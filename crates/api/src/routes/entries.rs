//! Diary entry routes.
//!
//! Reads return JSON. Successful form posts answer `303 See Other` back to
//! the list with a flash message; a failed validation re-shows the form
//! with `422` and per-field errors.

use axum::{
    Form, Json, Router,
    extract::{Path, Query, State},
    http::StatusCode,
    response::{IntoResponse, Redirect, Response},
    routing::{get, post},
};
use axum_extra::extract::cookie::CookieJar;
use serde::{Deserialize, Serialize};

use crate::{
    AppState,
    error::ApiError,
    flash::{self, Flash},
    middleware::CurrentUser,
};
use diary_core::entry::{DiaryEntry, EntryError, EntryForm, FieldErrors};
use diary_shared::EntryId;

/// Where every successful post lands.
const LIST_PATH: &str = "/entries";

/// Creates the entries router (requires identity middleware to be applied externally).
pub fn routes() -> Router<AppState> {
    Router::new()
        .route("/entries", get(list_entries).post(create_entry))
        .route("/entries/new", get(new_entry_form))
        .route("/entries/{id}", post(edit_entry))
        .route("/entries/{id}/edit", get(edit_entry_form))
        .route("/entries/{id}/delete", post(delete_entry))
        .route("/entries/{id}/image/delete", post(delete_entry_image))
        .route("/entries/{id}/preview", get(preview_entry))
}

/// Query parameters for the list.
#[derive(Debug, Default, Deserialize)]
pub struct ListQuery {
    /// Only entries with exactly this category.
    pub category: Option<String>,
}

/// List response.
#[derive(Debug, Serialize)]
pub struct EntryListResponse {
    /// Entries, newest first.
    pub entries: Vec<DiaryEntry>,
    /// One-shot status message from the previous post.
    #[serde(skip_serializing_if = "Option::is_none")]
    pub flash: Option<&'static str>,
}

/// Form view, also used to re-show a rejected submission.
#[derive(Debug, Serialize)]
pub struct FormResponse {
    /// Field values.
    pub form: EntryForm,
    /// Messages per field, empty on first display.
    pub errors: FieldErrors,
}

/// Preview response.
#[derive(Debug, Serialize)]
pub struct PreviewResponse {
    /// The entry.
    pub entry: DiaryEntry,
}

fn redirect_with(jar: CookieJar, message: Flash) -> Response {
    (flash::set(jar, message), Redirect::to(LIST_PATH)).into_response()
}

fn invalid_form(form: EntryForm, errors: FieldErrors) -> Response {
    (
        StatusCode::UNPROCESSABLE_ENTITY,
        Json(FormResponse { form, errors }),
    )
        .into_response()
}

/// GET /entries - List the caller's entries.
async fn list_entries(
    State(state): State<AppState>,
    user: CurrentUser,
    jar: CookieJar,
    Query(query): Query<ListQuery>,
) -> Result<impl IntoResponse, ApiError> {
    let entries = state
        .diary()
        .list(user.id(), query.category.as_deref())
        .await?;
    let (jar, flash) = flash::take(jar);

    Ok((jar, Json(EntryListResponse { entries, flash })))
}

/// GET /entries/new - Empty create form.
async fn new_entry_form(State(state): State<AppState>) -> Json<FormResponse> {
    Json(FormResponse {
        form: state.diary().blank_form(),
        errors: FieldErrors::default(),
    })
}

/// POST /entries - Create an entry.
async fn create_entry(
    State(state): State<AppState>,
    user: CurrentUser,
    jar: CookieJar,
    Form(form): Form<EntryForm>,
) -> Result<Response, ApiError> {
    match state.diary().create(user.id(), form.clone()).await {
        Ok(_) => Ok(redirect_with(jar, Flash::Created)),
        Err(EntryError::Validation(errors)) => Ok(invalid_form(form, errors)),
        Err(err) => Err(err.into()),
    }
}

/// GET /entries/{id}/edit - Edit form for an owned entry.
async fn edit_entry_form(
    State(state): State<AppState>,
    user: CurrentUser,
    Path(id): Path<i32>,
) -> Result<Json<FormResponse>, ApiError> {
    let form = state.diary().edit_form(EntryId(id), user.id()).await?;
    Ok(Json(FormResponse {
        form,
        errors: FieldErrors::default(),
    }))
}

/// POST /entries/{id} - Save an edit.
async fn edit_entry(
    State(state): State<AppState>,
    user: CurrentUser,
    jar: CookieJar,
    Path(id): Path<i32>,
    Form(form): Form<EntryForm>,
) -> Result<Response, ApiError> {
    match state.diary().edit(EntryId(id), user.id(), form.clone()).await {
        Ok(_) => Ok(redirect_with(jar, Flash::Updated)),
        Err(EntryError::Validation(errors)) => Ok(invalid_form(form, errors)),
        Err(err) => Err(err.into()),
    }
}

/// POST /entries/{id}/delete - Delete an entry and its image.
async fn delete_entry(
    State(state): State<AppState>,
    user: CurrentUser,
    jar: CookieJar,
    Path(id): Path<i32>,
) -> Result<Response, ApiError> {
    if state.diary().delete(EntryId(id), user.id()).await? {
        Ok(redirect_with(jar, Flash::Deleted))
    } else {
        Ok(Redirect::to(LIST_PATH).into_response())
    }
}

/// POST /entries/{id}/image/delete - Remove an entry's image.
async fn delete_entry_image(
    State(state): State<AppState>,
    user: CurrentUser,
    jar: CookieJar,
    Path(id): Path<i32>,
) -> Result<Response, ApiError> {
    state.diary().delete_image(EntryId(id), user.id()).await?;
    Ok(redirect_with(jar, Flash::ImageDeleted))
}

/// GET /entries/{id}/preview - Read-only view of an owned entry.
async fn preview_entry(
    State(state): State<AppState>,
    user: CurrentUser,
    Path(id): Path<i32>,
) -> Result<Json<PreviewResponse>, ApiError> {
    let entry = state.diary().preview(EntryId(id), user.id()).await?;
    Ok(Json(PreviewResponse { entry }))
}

※

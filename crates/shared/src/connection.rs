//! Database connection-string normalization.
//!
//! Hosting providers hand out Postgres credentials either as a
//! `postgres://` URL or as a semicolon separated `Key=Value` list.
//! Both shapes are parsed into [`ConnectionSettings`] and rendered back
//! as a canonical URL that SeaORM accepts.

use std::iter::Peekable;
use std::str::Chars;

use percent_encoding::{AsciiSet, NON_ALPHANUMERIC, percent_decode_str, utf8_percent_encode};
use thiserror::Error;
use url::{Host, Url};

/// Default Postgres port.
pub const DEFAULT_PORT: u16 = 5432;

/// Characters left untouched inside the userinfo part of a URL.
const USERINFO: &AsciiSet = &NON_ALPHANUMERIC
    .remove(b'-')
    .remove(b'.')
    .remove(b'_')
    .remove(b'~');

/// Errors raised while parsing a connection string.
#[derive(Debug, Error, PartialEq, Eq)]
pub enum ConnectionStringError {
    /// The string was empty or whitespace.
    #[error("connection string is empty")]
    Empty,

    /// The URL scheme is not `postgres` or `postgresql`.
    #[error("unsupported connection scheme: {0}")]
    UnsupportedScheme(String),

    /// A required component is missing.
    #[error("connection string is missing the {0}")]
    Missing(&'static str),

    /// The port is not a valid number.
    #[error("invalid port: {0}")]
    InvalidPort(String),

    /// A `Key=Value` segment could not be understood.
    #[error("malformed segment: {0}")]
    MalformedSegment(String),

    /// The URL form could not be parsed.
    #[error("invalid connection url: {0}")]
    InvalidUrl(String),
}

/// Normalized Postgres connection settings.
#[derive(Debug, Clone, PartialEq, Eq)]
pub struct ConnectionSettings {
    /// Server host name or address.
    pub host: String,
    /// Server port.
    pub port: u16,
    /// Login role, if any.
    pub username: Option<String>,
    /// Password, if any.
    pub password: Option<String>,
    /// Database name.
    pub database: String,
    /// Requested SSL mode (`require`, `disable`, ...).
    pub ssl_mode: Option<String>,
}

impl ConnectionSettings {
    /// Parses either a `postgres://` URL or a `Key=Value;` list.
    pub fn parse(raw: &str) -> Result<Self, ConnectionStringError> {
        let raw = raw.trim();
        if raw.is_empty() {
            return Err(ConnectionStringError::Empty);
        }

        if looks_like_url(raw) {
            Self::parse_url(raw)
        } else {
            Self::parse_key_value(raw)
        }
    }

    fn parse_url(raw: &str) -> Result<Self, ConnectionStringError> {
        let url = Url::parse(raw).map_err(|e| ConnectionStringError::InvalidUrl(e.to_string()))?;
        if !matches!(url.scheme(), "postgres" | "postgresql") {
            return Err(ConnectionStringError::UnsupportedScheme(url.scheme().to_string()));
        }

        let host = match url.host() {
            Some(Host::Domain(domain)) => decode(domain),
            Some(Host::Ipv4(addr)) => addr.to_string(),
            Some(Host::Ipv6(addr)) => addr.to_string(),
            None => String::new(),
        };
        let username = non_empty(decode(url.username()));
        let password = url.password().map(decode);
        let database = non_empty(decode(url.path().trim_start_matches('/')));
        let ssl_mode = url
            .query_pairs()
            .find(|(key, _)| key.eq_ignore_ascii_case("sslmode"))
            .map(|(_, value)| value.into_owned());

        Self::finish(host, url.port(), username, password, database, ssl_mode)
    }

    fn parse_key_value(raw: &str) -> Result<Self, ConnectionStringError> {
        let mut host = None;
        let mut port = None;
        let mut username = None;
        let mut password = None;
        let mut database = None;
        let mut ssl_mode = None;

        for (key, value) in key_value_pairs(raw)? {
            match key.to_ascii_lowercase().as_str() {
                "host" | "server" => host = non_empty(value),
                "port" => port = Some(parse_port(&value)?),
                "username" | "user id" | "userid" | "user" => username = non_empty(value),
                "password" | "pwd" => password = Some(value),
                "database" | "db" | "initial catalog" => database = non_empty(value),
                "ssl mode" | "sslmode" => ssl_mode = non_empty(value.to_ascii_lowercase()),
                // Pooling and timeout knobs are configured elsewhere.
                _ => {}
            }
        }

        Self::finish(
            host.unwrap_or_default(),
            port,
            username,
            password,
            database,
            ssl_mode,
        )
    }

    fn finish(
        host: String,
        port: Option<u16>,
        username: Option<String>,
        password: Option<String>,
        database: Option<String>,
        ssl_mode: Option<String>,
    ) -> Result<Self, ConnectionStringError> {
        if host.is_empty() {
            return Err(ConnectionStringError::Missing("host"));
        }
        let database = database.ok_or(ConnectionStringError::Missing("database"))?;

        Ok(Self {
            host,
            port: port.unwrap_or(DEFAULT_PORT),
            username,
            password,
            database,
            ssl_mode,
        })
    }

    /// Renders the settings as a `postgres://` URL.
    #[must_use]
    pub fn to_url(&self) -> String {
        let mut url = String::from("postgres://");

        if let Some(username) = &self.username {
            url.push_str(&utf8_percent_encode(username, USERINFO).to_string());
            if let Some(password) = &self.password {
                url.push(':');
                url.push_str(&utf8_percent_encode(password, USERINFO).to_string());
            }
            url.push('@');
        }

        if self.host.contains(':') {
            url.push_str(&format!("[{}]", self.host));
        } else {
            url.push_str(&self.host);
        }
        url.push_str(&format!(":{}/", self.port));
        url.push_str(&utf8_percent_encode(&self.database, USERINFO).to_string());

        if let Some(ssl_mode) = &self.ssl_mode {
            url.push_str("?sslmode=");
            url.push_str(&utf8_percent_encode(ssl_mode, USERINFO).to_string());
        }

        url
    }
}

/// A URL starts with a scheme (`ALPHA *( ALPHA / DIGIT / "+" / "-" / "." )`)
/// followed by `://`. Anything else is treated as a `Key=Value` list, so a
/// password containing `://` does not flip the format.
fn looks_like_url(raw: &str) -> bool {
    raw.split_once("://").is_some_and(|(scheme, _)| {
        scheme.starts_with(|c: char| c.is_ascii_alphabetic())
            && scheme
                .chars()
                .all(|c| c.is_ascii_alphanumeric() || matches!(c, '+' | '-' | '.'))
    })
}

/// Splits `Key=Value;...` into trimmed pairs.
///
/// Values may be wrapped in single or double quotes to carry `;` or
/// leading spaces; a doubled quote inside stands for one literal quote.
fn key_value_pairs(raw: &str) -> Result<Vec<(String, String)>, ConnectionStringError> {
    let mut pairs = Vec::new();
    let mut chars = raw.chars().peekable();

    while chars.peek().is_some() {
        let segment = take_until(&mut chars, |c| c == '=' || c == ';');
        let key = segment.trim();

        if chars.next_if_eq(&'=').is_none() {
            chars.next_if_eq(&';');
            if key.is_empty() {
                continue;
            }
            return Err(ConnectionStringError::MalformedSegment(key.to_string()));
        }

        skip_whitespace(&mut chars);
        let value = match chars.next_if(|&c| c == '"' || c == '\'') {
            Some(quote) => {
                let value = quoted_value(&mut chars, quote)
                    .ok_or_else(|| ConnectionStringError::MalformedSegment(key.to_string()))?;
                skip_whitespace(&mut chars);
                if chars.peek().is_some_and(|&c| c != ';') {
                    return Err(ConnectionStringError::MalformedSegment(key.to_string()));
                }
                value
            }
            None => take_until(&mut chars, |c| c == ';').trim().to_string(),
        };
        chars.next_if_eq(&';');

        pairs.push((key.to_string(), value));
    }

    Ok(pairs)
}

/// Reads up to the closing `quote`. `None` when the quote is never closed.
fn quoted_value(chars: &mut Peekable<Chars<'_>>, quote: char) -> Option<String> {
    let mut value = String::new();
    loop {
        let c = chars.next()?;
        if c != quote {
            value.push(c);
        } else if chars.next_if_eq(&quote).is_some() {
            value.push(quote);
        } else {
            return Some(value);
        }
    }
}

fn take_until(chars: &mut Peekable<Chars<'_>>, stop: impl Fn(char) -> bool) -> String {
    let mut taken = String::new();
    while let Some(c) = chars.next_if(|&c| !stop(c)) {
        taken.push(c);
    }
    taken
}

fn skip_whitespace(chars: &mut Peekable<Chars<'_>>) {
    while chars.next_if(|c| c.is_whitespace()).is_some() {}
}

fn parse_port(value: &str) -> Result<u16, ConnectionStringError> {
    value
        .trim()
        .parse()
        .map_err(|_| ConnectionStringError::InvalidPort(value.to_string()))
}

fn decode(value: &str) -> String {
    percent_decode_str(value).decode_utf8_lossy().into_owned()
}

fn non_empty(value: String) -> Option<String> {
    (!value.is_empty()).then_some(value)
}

※

**TASK ITEM:**
Lines of the listing above that hold the string "return" should each be copied.

**TASK OUTPUT:**
//! Reads return JSON. Successful form posts answer `303 See Other` back to
            return Err(ConnectionStringError::Empty);
            return Err(ConnectionStringError::UnsupportedScheme(url.scheme().to_string()));
            return Err(ConnectionStringError::Missing("host"));
            return Err(ConnectionStringError::MalformedSegment(key.to_string()));
                    return Err(ConnectionStringError::MalformedSegment(key.to_string()));
            return Some(value);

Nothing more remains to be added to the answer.